Try it: Please show each line of the listing where "loading" is present.
___ Records for processing
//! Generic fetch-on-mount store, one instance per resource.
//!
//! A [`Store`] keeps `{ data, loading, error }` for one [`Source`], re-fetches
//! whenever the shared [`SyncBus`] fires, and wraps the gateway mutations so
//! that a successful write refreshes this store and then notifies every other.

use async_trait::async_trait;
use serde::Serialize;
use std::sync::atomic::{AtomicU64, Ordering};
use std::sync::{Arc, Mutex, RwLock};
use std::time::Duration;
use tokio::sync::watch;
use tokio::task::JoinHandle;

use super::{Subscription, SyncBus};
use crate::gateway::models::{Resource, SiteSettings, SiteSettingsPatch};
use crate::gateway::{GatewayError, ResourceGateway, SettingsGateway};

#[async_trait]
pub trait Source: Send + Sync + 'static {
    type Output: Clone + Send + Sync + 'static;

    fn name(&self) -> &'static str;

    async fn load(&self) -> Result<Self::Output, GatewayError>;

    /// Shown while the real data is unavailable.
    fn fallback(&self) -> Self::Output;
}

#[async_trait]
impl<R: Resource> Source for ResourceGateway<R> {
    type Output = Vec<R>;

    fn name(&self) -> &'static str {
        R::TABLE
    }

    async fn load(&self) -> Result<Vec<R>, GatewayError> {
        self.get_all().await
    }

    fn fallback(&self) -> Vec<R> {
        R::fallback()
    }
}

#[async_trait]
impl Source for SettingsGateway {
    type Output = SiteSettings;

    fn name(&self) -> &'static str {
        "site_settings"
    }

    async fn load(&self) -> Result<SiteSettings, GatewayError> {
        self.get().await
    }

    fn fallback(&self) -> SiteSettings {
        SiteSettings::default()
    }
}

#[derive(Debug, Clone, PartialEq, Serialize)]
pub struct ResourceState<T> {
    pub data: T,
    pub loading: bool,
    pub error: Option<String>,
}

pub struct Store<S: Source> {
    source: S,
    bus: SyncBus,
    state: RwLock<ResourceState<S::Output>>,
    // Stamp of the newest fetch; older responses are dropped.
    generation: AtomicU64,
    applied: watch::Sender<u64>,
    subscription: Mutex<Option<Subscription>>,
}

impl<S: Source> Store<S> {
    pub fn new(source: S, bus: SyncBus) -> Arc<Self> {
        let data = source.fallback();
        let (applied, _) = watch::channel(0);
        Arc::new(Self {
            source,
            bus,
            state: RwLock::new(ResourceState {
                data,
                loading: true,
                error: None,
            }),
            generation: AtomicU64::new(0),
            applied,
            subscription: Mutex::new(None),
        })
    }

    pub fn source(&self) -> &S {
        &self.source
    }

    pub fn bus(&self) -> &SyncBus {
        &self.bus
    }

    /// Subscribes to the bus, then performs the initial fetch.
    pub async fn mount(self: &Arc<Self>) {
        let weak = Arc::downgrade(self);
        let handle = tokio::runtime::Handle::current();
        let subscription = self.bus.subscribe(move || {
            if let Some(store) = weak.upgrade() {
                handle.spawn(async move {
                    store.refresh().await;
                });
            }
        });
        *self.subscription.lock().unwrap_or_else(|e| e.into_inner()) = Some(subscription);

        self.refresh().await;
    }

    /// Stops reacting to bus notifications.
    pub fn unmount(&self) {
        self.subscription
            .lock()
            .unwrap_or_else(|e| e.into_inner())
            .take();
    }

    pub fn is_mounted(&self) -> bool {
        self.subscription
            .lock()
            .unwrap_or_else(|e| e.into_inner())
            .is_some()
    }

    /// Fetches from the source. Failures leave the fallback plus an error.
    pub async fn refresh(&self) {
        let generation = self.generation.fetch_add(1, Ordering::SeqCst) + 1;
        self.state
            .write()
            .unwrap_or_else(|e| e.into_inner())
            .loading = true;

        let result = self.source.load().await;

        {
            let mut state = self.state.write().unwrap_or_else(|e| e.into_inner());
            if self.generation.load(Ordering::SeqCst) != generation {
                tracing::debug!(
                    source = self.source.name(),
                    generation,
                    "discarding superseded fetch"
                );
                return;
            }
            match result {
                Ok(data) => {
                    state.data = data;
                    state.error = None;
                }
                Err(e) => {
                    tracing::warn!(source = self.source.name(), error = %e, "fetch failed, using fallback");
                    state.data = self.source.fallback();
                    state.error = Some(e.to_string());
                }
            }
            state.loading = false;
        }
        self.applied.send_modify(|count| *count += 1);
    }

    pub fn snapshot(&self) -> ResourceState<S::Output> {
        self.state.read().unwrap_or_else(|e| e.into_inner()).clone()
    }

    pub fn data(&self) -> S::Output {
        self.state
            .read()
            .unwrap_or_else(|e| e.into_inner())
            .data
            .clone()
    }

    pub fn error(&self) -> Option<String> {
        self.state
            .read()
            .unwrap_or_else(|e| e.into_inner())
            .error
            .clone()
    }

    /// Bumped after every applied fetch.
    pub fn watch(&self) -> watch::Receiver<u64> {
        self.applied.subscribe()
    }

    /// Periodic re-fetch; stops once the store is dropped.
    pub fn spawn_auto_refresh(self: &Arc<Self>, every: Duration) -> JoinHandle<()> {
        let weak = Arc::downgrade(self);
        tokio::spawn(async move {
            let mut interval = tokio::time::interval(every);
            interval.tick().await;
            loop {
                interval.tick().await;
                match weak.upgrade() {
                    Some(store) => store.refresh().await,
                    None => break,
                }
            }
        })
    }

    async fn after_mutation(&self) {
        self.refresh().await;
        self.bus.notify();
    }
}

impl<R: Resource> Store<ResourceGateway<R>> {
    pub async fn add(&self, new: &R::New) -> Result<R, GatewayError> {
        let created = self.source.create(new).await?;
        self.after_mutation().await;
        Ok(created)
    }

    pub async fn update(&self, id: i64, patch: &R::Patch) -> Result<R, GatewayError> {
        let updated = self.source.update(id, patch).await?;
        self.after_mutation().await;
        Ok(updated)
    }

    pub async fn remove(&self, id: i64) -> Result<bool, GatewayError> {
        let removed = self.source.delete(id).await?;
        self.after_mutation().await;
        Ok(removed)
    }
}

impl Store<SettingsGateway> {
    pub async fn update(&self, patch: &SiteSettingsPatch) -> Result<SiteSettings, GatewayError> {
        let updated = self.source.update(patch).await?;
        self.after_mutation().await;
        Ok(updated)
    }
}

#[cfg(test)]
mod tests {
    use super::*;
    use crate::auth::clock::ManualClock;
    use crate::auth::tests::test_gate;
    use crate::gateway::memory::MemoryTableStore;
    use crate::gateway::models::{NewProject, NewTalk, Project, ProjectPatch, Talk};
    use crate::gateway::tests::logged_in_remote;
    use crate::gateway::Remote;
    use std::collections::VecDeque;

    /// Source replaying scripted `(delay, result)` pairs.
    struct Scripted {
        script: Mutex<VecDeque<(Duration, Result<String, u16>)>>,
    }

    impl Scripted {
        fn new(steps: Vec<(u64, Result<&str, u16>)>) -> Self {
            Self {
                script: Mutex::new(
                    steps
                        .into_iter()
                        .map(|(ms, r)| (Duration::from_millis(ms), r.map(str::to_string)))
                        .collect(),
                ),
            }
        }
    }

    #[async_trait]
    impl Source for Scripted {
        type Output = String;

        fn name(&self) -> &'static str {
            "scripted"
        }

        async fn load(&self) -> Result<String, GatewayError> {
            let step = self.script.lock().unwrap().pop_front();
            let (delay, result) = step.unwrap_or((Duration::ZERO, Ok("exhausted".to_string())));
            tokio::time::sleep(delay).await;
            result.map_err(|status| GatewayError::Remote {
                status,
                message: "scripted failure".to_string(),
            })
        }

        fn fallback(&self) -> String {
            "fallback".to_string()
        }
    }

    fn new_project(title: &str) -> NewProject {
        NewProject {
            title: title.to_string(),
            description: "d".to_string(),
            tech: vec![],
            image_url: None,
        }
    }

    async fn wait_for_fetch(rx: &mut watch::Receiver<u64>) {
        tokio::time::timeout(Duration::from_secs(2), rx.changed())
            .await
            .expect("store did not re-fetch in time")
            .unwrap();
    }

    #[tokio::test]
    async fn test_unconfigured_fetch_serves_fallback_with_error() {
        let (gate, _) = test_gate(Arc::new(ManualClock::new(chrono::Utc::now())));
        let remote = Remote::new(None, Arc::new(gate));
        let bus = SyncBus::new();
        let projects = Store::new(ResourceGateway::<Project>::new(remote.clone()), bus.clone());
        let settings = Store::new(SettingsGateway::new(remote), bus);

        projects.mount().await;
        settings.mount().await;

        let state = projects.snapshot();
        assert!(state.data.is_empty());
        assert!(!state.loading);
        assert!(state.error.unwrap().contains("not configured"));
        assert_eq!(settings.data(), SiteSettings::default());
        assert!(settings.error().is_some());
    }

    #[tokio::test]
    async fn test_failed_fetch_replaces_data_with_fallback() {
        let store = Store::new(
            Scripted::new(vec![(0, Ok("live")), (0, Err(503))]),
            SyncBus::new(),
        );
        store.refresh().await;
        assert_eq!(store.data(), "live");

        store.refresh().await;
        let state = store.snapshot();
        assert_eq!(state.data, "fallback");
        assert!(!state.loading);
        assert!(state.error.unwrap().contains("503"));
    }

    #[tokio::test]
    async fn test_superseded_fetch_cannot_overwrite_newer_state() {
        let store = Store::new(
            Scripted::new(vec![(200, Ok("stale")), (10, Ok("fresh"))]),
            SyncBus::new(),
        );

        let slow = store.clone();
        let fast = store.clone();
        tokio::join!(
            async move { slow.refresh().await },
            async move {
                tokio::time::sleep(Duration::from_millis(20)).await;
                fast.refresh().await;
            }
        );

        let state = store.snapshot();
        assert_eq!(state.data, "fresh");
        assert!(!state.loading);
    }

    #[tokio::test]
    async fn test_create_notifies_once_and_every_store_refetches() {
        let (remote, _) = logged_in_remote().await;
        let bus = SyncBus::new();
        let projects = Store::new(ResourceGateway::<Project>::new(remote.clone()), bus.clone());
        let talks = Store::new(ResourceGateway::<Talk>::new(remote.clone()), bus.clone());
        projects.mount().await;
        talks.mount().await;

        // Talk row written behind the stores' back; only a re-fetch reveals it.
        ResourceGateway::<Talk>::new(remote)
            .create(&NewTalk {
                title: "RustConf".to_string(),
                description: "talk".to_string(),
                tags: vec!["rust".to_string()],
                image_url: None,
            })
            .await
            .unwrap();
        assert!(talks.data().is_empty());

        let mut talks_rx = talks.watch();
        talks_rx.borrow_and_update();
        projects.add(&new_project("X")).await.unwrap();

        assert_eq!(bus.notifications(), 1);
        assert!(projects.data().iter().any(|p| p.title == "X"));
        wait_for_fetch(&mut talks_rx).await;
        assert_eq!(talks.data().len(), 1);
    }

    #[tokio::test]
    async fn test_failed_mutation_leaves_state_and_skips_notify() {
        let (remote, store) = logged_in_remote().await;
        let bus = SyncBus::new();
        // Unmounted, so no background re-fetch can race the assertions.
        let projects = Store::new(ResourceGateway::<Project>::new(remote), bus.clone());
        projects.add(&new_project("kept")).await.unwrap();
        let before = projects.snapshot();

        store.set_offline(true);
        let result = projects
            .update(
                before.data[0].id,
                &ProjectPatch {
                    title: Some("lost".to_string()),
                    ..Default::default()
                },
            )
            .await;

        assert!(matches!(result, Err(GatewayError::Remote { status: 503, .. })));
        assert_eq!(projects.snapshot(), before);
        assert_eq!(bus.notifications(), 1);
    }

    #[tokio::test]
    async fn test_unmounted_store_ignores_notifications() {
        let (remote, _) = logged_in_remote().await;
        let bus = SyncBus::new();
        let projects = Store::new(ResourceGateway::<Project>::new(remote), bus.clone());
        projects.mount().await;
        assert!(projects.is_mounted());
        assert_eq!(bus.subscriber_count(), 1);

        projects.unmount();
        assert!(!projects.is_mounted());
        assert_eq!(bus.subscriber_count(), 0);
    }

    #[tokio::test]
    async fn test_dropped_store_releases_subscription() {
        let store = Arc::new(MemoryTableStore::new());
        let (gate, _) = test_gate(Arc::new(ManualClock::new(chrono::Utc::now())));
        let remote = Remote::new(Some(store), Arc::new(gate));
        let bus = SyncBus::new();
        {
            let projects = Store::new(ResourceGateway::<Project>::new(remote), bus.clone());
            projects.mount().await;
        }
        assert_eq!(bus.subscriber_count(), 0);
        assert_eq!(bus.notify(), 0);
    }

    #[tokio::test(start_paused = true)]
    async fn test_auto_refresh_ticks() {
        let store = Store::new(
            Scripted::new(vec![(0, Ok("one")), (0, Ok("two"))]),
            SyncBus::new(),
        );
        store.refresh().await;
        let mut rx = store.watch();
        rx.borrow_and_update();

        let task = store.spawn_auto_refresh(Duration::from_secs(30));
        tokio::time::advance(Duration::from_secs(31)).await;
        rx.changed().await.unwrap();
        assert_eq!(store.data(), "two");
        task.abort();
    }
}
______
Reply to the exercise:
//! A [`Store`] keeps `{ data, loading, error }` for one [`Source`], re-fetches
    pub loading: bool,
                loading: true,
            .loading = true;
            state.loading = false;
        assert!(!state.loading);
        assert!(!state.loading);
        assert!(!state.loading);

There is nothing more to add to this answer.